SANKOU

海炭市叙景のSANKOUのネタバレレビュー・内容・結末

海炭市叙景(2010年製作の映画)
4.2

このレビューはネタバレを含みます

冬の函館という舞台がもうどことなく寂しさを感じさせる。人生に行き詰まってしまったもの、心に傷を負ったもの、心が荒んでしまったもの、今日を生きていくだけで精一杯のもの、鉛色の空の下で生きている彼ら一人一人の物語。
オムニバスでありながら、それぞれの物語はどこかでつながっている。
造船ドックの閉鎖によりリストラにあった颯太と帆波の兄妹は、元日の日の出を見ようと山に登るが、帰りのロープウェイ代が足りずに颯太だけが歩いて山を降りる。
街の開発のために立ち退きを迫られているトキは、自分が生まれた場所を決して離れはしない。ある日彼女が可愛がっているでっぷり太った猫が姿を消す。
プラネタリウムで働く隆三の妻は、彼が望まない水商売の仕事の為に着飾って出掛けていく。息子は父とは口も聞かない。ある日妻の帰りを待ちわびた男は、彼女を連れ戻すために動き出す。
父の代から受け継いだガス会社の社長春夫は新規事業の浄水器取り付けを扱うがうまくいかない。彼の不倫に気付き連れ子に辛くあたる妻、それに暴力で応酬する春夫。作業中に指を潰してしまった彼は、子供を実家に預けることを決意する。
浄水器の営業で東京から来た博は函館にいる父親との接触を避けている。
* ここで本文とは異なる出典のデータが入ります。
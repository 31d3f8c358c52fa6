use std::path::Path;
use std::process::ExitCode;

use clap::{Arg, ArgAction, Command};
use tokio::sync::{mpsc, oneshot};
use tokio_util::sync::CancellationToken;
use tracing::{error, info};
use tracing_subscriber::EnvFilter;

use birdwatcher::metrics::Metrics;
use birdwatcher::metrics_server::MetricsServer;
use birdwatcher::supervisor::Supervisor;
use birdwatcher::{config, signals};

#[tokio::main]
async fn main() -> ExitCode {
    let matches = Command::new("birdwatcher")
        .version(env!("CARGO_PKG_VERSION"))
        .about("Health-check supervisor for BIRD route advertisements")
        .arg(
            Arg::new("config")
                .short('c')
                .long("config")
                .value_name("FILE")
                .default_value("/etc/birdwatcher.conf")
                .help("Path to the configuration file"),
        )
        .arg(
            Arg::new("verbose")
                .short('v')
                .action(ArgAction::Count)
                .help("Increase logging verbosity"),
        )
        .get_matches();

    let level = match matches.get_count("verbose") {
        0 => "info",
        1 => "debug",
        _ => "trace",
    };
    tracing_subscriber::fmt()
        .with_env_filter(
            EnvFilter::try_from_default_env().unwrap_or_else(|_| EnvFilter::new(level)),
        )
        .init();

    let config_path = matches
        .get_one::<String>("config")
        .expect("config has a default");

    let config = match config::load(Path::new(config_path)) {
        Ok(config) => config,
        Err(err) => {
            error!(error = %err, path = %config_path, "could not load configuration");
            return ExitCode::FAILURE;
        }
    };
    info!(
        services = config.services.len(),
        path = %config_path,
        "configuration loaded"
    );

    if config.prometheus.enabled {
        match Metrics::init() {
            Ok(()) => {
                MetricsServer::start(config.prometheus.port, config.prometheus.path.clone());
            }
            Err(err) => error!(error = %err, "could not register metrics"),
        }
    }

    let shutdown = CancellationToken::new();
    let (ready_tx, ready_rx) = oneshot::channel();
    let (status_tx, mut status_rx) = mpsc::channel(32);

    let mut supervisor = Supervisor::new(&config);
    let supervisor_token = shutdown.clone();
    let supervisor_task =
        tokio::spawn(async move { supervisor.run(ready_tx, status_tx, supervisor_token).await });

    // An init-system integration would forward these to the service
    // manager; standalone we just log them.
    tokio::spawn(async move {
        while let Some(status) = status_rx.recv().await {
            info!(%status, "status update");
        }
    });

    if ready_rx.await.is_ok() {
        info!("all service checks started");
    }

    if let Err(err) = signals::wait_for_shutdown_signal().await {
        error!(error = %err, "could not wait for signals");
    }

    info!("shutting down");
    shutdown.cancel();
    let _ = supervisor_task.await;

    ExitCode::SUCCESS
}
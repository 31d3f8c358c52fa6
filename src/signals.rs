//! OS signal handling.
//!
//! [`wait_for_shutdown_signal`] completes when the process receives a
//! termination signal: SIGINT, SIGTERM or SIGQUIT on Unix (with
//! [`tokio::signal::ctrl_c`] as a fallback), Ctrl-C elsewhere.

#[cfg(unix)]
pub async fn wait_for_shutdown_signal() -> std::io::Result<()> {
    use tokio::signal::unix::{signal, SignalKind};

    let mut sigint = signal(SignalKind::interrupt())?;
    let mut sigterm = signal(SignalKind::terminate())?;
    let mut sigquit = signal(SignalKind::quit())?;

    tokio::select! {
        _ = tokio::signal::ctrl_c() => {},
        _ = sigint.recv() => {},
        _ = sigterm.recv() => {},
        _ = sigquit.recv() => {},
    }
    Ok(())
}

#[cfg(not(unix))]
pub async fn wait_for_shutdown_signal() -> std::io::Result<()> {
    tokio::signal::ctrl_c().await
}
//! Error types used across the supervisor.
//!
//! Each concern gets its own enum:
//!
//! - [`ConfigError`] — configuration loading and validation; fatal at startup.
//! - [`ProbeError`] — a single failed check attempt; consumed by the
//!   probe's debouncer and never propagated further.
//! - [`ReloadError`] — the BIRD reload command failed; logged by the apply
//!   pipeline, never terminates the supervisor.

use std::io;
use std::process::ExitStatus;
use std::time::Duration;

use thiserror::Error;

/// Errors raised while loading or validating the configuration file.
#[non_exhaustive]
#[derive(Error, Debug)]
pub enum ConfigError {
    /// The configuration file does not exist.
    #[error("config file {path} not found")]
    NotFound { path: String },

    /// The configuration file could not be read.
    #[error("could not read config: {0}")]
    Io(#[from] io::Error),

    /// The file is not valid TOML or does not match the expected schema.
    #[error("could not parse config: {0}")]
    Parse(#[from] toml::de::Error),

    /// The services table is empty or missing.
    #[error("no services configured")]
    NoServices,

    /// A service is missing its check command.
    #[error("service {service} has no command set")]
    MissingCommand { service: String },

    /// A service has an empty prefix list.
    #[error("service {service} has no prefixes set")]
    NoPrefixes { service: String },

    /// A prefix could not be parsed as a CIDR network.
    #[error("could not parse prefix {prefix} for service {service}: {source}")]
    InvalidPrefix {
        service: String,
        prefix: String,
        source: ipnet::AddrParseError,
    },

    /// The same prefix appears under more than one service.
    #[error("duplicate prefix {prefix} found")]
    DuplicatePrefix { prefix: String },
}

/// Failure of a single check command invocation.
#[derive(Error, Debug)]
pub enum ProbeError {
    /// The command did not finish before the configured deadline.
    #[error("check command timed out after {timeout:?}")]
    Timeout { timeout: Duration },

    /// The command ran to completion but exited non-zero.
    #[error("check command failed: {status}")]
    Failed { status: ExitStatus },

    /// The command could not be spawned or awaited.
    #[error("check command error: {0}")]
    Io(#[from] io::Error),
}

impl ProbeError {
    /// True when the failure was a deadline expiry rather than a real
    /// negative check result. Tracked separately in the metrics.
    pub fn is_timeout(&self) -> bool {
        matches!(self, ProbeError::Timeout { .. })
    }
}

/// Failure of the BIRD reload command.
#[derive(Error, Debug)]
pub enum ReloadError {
    /// The reload command did not finish before the deadline.
    #[error("reload command timed out after {timeout:?}")]
    Timeout { timeout: Duration },

    /// The reload command exited non-zero.
    #[error("reload command failed: {status}")]
    Failed { status: ExitStatus, stderr: String },

    /// The reload command could not be spawned or awaited.
    #[error("reload command error: {0}")]
    Io(#[from] io::Error),
}
//! End-to-end tests running the supervisor against real child processes.
//!
//! Check commands are ordinary executables (`true`, `test`), reload
//! commands `touch` a marker file so the tests can observe every reload
//! invocation. Probes tick on one-second intervals, so each scenario
//! allows a generous deadline before giving up.

use std::fs;
use std::path::Path;
use std::time::Duration;

use tokio::sync::{mpsc, oneshot};
use tokio::task::JoinHandle;
use tokio_util::sync::CancellationToken;

use birdwatcher::config::{self, Config};
use birdwatcher::supervisor::Supervisor;

const DEADLINE: Duration = Duration::from_secs(15);

struct Harness {
    shutdown: CancellationToken,
    supervisor: JoinHandle<()>,
    status_rx: mpsc::Receiver<String>,
}

impl Harness {
    async fn start(config: &Config) -> Self {
        let shutdown = CancellationToken::new();
        let (ready_tx, ready_rx) = oneshot::channel();
        let (status_tx, status_rx) = mpsc::channel(32);

        let mut supervisor = Supervisor::new(config);
        let token = shutdown.clone();
        let handle =
            tokio::spawn(async move { supervisor.run(ready_tx, status_tx, token).await });

        ready_rx.await.expect("supervisor did not become ready");

        Self {
            shutdown,
            supervisor: handle,
            status_rx,
        }
    }

    async fn stop(self) {
        self.shutdown.cancel();
        self.supervisor.await.expect("supervisor task panicked");
    }
}

/// Polls until the fragment file has the expected content.
async fn wait_for_fragment(path: &Path, expected: &str) {
    let deadline = tokio::time::Instant::now() + DEADLINE;
    loop {
        if let Ok(content) = fs::read_to_string(path) {
            if content == expected {
                return;
            }
        }
        assert!(
            tokio::time::Instant::now() < deadline,
            "fragment at {} never matched; current: {:?}",
            path.display(),
            fs::read_to_string(path).ok()
        );
        tokio::time::sleep(Duration::from_millis(200)).await;
    }
}

/// Polls until a file exists.
async fn wait_for_file(path: &Path) {
    let deadline = tokio::time::Instant::now() + DEADLINE;
    while !path.exists() {
        assert!(
            tokio::time::Instant::now() < deadline,
            "{} never appeared",
            path.display()
        );
        tokio::time::sleep(Duration::from_millis(200)).await;
    }
}

#[tokio::test]
async fn single_service_rise_and_fall() {
    let dir = tempfile::tempdir().unwrap();
    let fragment = dir.path().join("bird.conf");
    let reloaded = dir.path().join("reloaded");
    let down_marker = dir.path().join("down");

    // healthy while the marker file is absent
    let toml = format!(
        r#"
        config_file = "{}"
        reload_command = "touch {}"

        [services."foo"]
        command = "test ! -e {}"
        interval = 1
        rise = 2
        fail = 1
        prefixes = ["192.168.0.0/24"]
        "#,
        fragment.display(),
        reloaded.display(),
        down_marker.display()
    );
    let config = config::from_str(&toml).unwrap();
    let mut harness = Harness::start(&config).await;

    // two consecutive successes flip the service up
    wait_for_fragment(
        &fragment,
        "# DO NOT EDIT MANUALLY\n\
         function match_route()\n\
         {\n\
         \treturn net ~ [\n\
         \t\t192.168.0.0/24\n\
         \t];\n\
         }\n",
    )
    .await;
    wait_for_file(&reloaded).await;
    assert_eq!(
        harness.status_rx.recv().await.unwrap(),
        "all 1 service(s) up"
    );

    // one failure (fail = 1) withdraws the prefix again
    fs::remove_file(&reloaded).unwrap();
    fs::write(&down_marker, "").unwrap();

    wait_for_fragment(
        &fragment,
        "# DO NOT EDIT MANUALLY\n\
         function match_route()\n\
         {\n\
         \treturn false;\n\
         }\n",
    )
    .await;
    wait_for_file(&reloaded).await;
    assert_eq!(
        harness.status_rx.recv().await.unwrap(),
        "all 1 service(s) down"
    );

    harness.stop().await;
}

#[tokio::test]
async fn two_function_names_render_in_lexical_order() {
    let dir = tempfile::tempdir().unwrap();
    let fragment = dir.path().join("bird.conf");

    let toml = format!(
        r#"
        config_file = "{}"
        reload_command = "true"

        [services."a"]
        command = "true"
        interval = 1
        function_name = "fa"
        prefixes = ["10.0.0.0/24"]

        [services."b"]
        command = "true"
        interval = 1
        function_name = "fb"
        prefixes = ["10.0.1.0/24"]
        "#,
        fragment.display()
    );
    let config = config::from_str(&toml).unwrap();
    let mut harness = Harness::start(&config).await;

    wait_for_fragment(
        &fragment,
        "# DO NOT EDIT MANUALLY\n\
         function fa()\n\
         {\n\
         \treturn net ~ [\n\
         \t\t10.0.0.0/24\n\
         \t];\n\
         }\n\
         function fb()\n\
         {\n\
         \treturn net ~ [\n\
         \t\t10.0.1.0/24\n\
         \t];\n\
         }\n",
    )
    .await;

    // drain statuses until both services are up
    let deadline = tokio::time::Instant::now() + DEADLINE;
    loop {
        let status = tokio::time::timeout_at(deadline, harness.status_rx.recv())
            .await
            .expect("no status update in time")
            .expect("status channel closed");
        if status == "all 2 service(s) up" {
            break;
        }
    }

    harness.stop().await;
}

#[tokio::test]
async fn startup_reconciliation_reloads_identical_fragment_once() {
    let dir = tempfile::tempdir().unwrap();
    let fragment = dir.path().join("bird.conf");
    let reloaded = dir.path().join("reloaded");

    let expected = "# DO NOT EDIT MANUALLY\n\
                    function match_route()\n\
                    {\n\
                    \treturn net ~ [\n\
                    \t\t192.168.0.0/24\n\
                    \t];\n\
                    }\n";
    // leftover fragment from a previous run, already up to date
    fs::write(&fragment, expected).unwrap();

    let toml = format!(
        r#"
        config_file = "{}"
        reload_command = "touch {}"

        [services."foo"]
        command = "true"
        interval = 1
        prefixes = ["192.168.0.0/24"]
        "#,
        fragment.display(),
        reloaded.display()
    );
    let config = config::from_str(&toml).unwrap();
    let harness = Harness::start(&config).await;

    // the first action leaves the fragment untouched but reloads anyway
    wait_for_file(&reloaded).await;
    assert_eq!(fs::read_to_string(&fragment).unwrap(), expected);

    harness.stop().await;
}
ある夜に入ったバーで、酔っ払いがホステスにつっかかるも逆に閉め出されてしまう姿を目撃する。
彼らの日常は、もちろんこの映画で描かれている一瞬だけでなく、それ以前にも以後にもあり、それぞれのエピソードが完結しているわけでなく、何かの問いかけを残したまま終わっていく。
それが後に、残酷な形であったり、希望を残す形であったりと、思いもよらない形で突如描かれる。
描かれなかった空白の時間を想像させるように、市電はゆっくりと街中を走り、函館の港から船は波に揺られながら出港する。
街の風景のちょっとした描写や、人間描写が巧みで、残酷で暗い人生において、それでも生きていかなければならない人達の哀しみとおかしみが上手く伝わってくる作品だったと思う。